For the record, nothing else that day in this land of ever increasing sexual assault and domestic violence warranted the appending of an interactive procedural report form, not the “sickening mugging” of a 95 year old London man, and certainly not that which had happened a few days before in another European capital. For the low level bigotry behind a subterranean transport altercation was serving as the butwhatabout pretext for evasion of an incalculably more ominous crime.

Omar Abdel Hamid El-Hussein first shot and killed 55 year old film director Finn Nørgaard outside an event called, Art, Blasphemy, and Freedom of Expression.
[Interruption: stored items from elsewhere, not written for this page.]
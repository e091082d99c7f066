//! # Posts API Server
//!
//! The main entry point for the Actix-web HTTP server.

use actix_web::{App, HttpServer, web};
use tracing::Instrument;
use tracing_actix_web::TracingLogger;

mod config;
mod handlers;
mod middleware;
mod state;
mod telemetry;

use config::AppConfig;
use state::AppState;
use telemetry::TelemetryConfig;

#[actix_web::main]
async fn main() -> anyhow::Result<()> {
    // Load .env file if present
    dotenvy::dotenv().ok();

    let telemetry = TelemetryConfig::from_env();
    telemetry::init_telemetry(&telemetry);

    run(AppConfig::from_env())
        .instrument(telemetry.service_span())
        .await
}

async fn run(config: AppConfig) -> anyhow::Result<()> {
    tracing::info!(
        "Starting Posts API Server on {}:{}",
        config.host,
        config.port
    );

    let state = AppState::from_config(&config).await?;
    let cors = config.cors.clone();

    HttpServer::new(move || {
        App::new()
            .wrap(cors.build())
            .wrap(TracingLogger::default())
            .app_data(web::Data::new(state.clone()))
            .configure(handlers::configure_routes)
    })
    .bind((config.host.as_str(), config.port))?
    .run()
    .await?;

    tracing::info!("Server stopped");
    Ok(())
}
//! Uniform API response envelope.
//!
//! Every response body, success or failure, has the shape
//! `{ success, message, data?, error?: { code, message, details? } }`.

use std::borrow::Cow;

use serde::{Deserialize, Serialize};

/// Standard API response wrapper.
#[derive(Debug, Clone, Serialize, Deserialize)]
pub struct ApiResponse<T> {
    pub success: bool,
    pub message: String,
    #[serde(skip_serializing_if = "Option::is_none")]
    pub data: Option<T>,
    #[serde(skip_serializing_if = "Option::is_none")]
    pub error: Option<ApiError>,
}

/// Machine-readable error attached to a failed response.
#[derive(Debug, Clone, PartialEq, Eq, Serialize, Deserialize)]
pub struct ApiError {
    pub code: String,
    pub message: String,
    #[serde(skip_serializing_if = "Option::is_none")]
    pub details: Option<String>,
}

/// A single field that failed validation.
#[derive(Debug, Clone, PartialEq, Eq, Serialize, Deserialize)]
pub struct FieldError {
    pub field: String,
    pub message: String,
}

/// Payload carried in `data` for validation failures.
#[derive(Debug, Clone, Serialize, Deserialize)]
pub struct ValidationErrors {
    pub validation_errors: Vec<FieldError>,
}

impl<T> ApiResponse<T> {
    pub fn ok(message: impl Into<String>, data: T) -> Self {
        Self {
            success: true,
            message: message.into(),
            data: Some(data),
            error: None,
        }
    }
}

impl ApiResponse<()> {
    /// Success without a payload, e.g. after a delete.
    pub fn ok_empty(message: impl Into<String>) -> Self {
        Self {
            success: true,
            message: message.into(),
            data: None,
            error: None,
        }
    }

    pub fn error(
        code: impl Into<String>,
        message: impl Into<String>,
        details: Option<String>,
    ) -> Self {
        let message = message.into();
        Self {
            success: false,
            message: message.clone(),
            data: None,
            error: Some(ApiError {
                code: code.into(),
                message,
                details,
            }),
        }
    }
}

impl ApiResponse<ValidationErrors> {
    pub fn validation(errors: Vec<FieldError>) -> Self {
        Self {
            success: false,
            message: "Validation failed".to_string(),
            data: Some(ValidationErrors {
                validation_errors: errors,
            }),
            error: Some(ApiError {
                code: "VALIDATION_ERROR".to_string(),
                message: "Request validation failed".to_string(),
                details: None,
            }),
        }
    }
}

/// Flatten `validator` output into a stable, field-sorted list.
pub fn field_errors(errors: &validator::ValidationErrors) -> Vec<FieldError> {
    let mut out: Vec<FieldError> = errors
        .field_errors()
        .into_iter()
        .flat_map(|(field, errs)| {
            let field = field.to_string();
            errs.iter().map(move |e| FieldError {
                field: field.clone(),
                message: e
                    .message
                    .clone()
                    .unwrap_or_else(|| Cow::Owned(format!("{} is invalid", field)))
                    .into_owned(),
            })
        })
        .collect();

    out.sort_by(|a, b| a.field.cmp(&b.field));
    out
}
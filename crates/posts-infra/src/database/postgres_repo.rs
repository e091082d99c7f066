//! PostgreSQL repository implementation.

use async_trait::async_trait;
use sea_orm::{
    ActiveModelTrait, ColumnTrait, DbConn, DbErr, EntityTrait, PaginatorTrait, QueryFilter,
    QueryOrder, SqlErr,
};

use posts_core::domain::{NewPost, Post};
use posts_core::error::RepoError;
use posts_core::ports::PostRepository;

use super::entity::post::{self, ActiveModel, Entity as PostEntity};

/// PostgreSQL post repository.
pub struct PostgresPostRepository {
    db: DbConn,
}

impl PostgresPostRepository {
    pub fn new(db: DbConn) -> Self {
        Self { db }
    }
}

fn query_error(e: DbErr) -> RepoError {
    match e {
        DbErr::RecordNotFound(_) | DbErr::RecordNotUpdated => RepoError::NotFound,
        DbErr::Conn(err) => RepoError::Connection(err.to_string()),
        DbErr::ConnectionAcquire(err) => RepoError::Connection(err.to_string()),
        other => match other.sql_err() {
            Some(
                SqlErr::UniqueConstraintViolation(_) | SqlErr::ForeignKeyConstraintViolation(_),
            ) => RepoError::Constraint(other.to_string()),
            _ => RepoError::Query(other.to_string()),
        },
    }
}

#[async_trait]
impl PostRepository for PostgresPostRepository {
    async fn create(&self, post: NewPost) -> Result<Post, RepoError> {
        let model = ActiveModel::from(post)
            .insert(&self.db)
            .await
            .map_err(query_error)?;

        tracing::debug!(post_id = model.id, author_id = model.author_id, "Post inserted");
        Ok(model.into())
    }

    async fn find_by_id(&self, id: i64) -> Result<Option<Post>, RepoError> {
        let result = PostEntity::find_by_id(id)
            .one(&self.db)
            .await
            .map_err(query_error)?;

        Ok(result.map(Into::into))
    }

    async fn list_all(&self) -> Result<Vec<Post>, RepoError> {
        let result = PostEntity::find()
            .order_by_asc(post::Column::Id)
            .all(&self.db)
            .await
            .map_err(query_error)?;

        Ok(result.into_iter().map(Into::into).collect())
    }

    async fn list_by_author(&self, author_id: i64) -> Result<Vec<Post>, RepoError> {
        let result = PostEntity::find()
            .filter(post::Column::AuthorId.eq(author_id))
            .order_by_asc(post::Column::Id)
            .all(&self.db)
            .await
            .map_err(query_error)?;

        Ok(result.into_iter().map(Into::into).collect())
    }

    async fn update(&self, post: Post) -> Result<Post, RepoError> {
        let model = ActiveModel::from(post)
            .update(&self.db)
            .await
            .map_err(query_error)?;

        Ok(model.into())
    }

    async fn delete(&self, id: i64) -> Result<(), RepoError> {
        let result = PostEntity::delete_by_id(id)
            .exec(&self.db)
            .await
            .map_err(query_error)?;

        if result.rows_affected == 0 {
            return Err(RepoError::NotFound);
        }

        Ok(())
    }

    async fn count(&self) -> Result<u64, RepoError> {
        PostEntity::find()
            .count(&self.db)
            .await
            .map_err(query_error)
    }
}

#[cfg(test)]
mod tests {
    use super::*;

    #[test]
    fn test_record_errors_map_to_not_found() {
        assert!(matches!(
            query_error(DbErr::RecordNotFound("post".into())),
            RepoError::NotFound
        ));
        assert!(matches!(
            query_error(DbErr::RecordNotUpdated),
            RepoError::NotFound
        ));
    }

    #[test]
    fn test_message_text_does_not_make_a_constraint_error() {
        let err = query_error(DbErr::Custom(
            "column \"unique_views\" does not exist".into(),
        ));
        assert!(matches!(err, RepoError::Query(_)), "got {err:?}");

        let err = query_error(DbErr::Custom("duplicate key value".into()));
        assert!(matches!(err, RepoError::Query(_)), "got {err:?}");
    }
}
Later he shot and killed Dan Uzan, who was guarding The Great Synagogue on Krystalgade in central Copenhagen. Abdel Hamid El-Hussein, former street gang member and cage fighter of Palestinian extraction, and of late “radicalized” whilst in detention for the subway stabbing of a fellow passenger, died in a shootout with police later that night. Over 500 members of Copenhagen’s Muslim community attended his burial service, and not to express their sympathy for his victims. Where do you begin with what this might portend?

You begin where you left off after last month’s murder of cartoonists: with appeasement. Fight and flight are two of man’s quickest responses, and the Guardian’s Andrew Brown quickly revealed his choice from among the two, a choice which is trending across the continent, a few hours later. Under the headline, “Scandinavians value free speech, but now they need to be practical,” he proceeded to present, for some reason, a comparative analysis of Swedish and Danish attitudes to immigration. He talked about Lutheranism, social democracy, and civic morality, all with an eye to their need for either bolstering or critical self-analysis in the wake of, what seems to everyone else, like their completely passive role in the murderous events of the weekend before. Like many of his colleagues in Europe, Brown is laying bets at the roulette table while the casino burns to the ground around him. At no point does he mention the Koran, Islamic State, the precepts laid out by the life of the prophet, the principal source of anti-semitism in Europe today, or even Omar Abdel Hamid El-Hussein himself. And one has lived long enough to know that his views would not have been changed by seeing those 500 men mourning a murderer early the following day.  

Brown is toeing an excruciating party line. If his colleague Hugh Muir was a caricature of the single issue race and culture obsessed columnist, he would write and sound just like himself. He simply calls for surrender.

Even after Paris, even after Denmark, we must guard against the understandable temptation to be provocative in the publication of these cartoons if the sole objective is to establish that we can do so. 

So if men threaten you with guns for publishing a mere image, you must not publish in order to courageously defy their threats. You must not publish because you are being “provocative.” Had, say, a Latin American regime of the 1980s been offing independent journalists for portraying the leader of their junta in cartoon form, I doubt the Hugh Muir of the 1980s Guardian comment pages would have cautioned that “with rights to free speech come responsibilities.” Because, in that Latin American country, there would have been no free speech. And that is what is happening in Europe, incrementally, but with progressing sureness of outcome. The timorousness of a continent’s media in its refusal to print cartoons after the Paris massacre is being parlayed into a discourse-supported status quo.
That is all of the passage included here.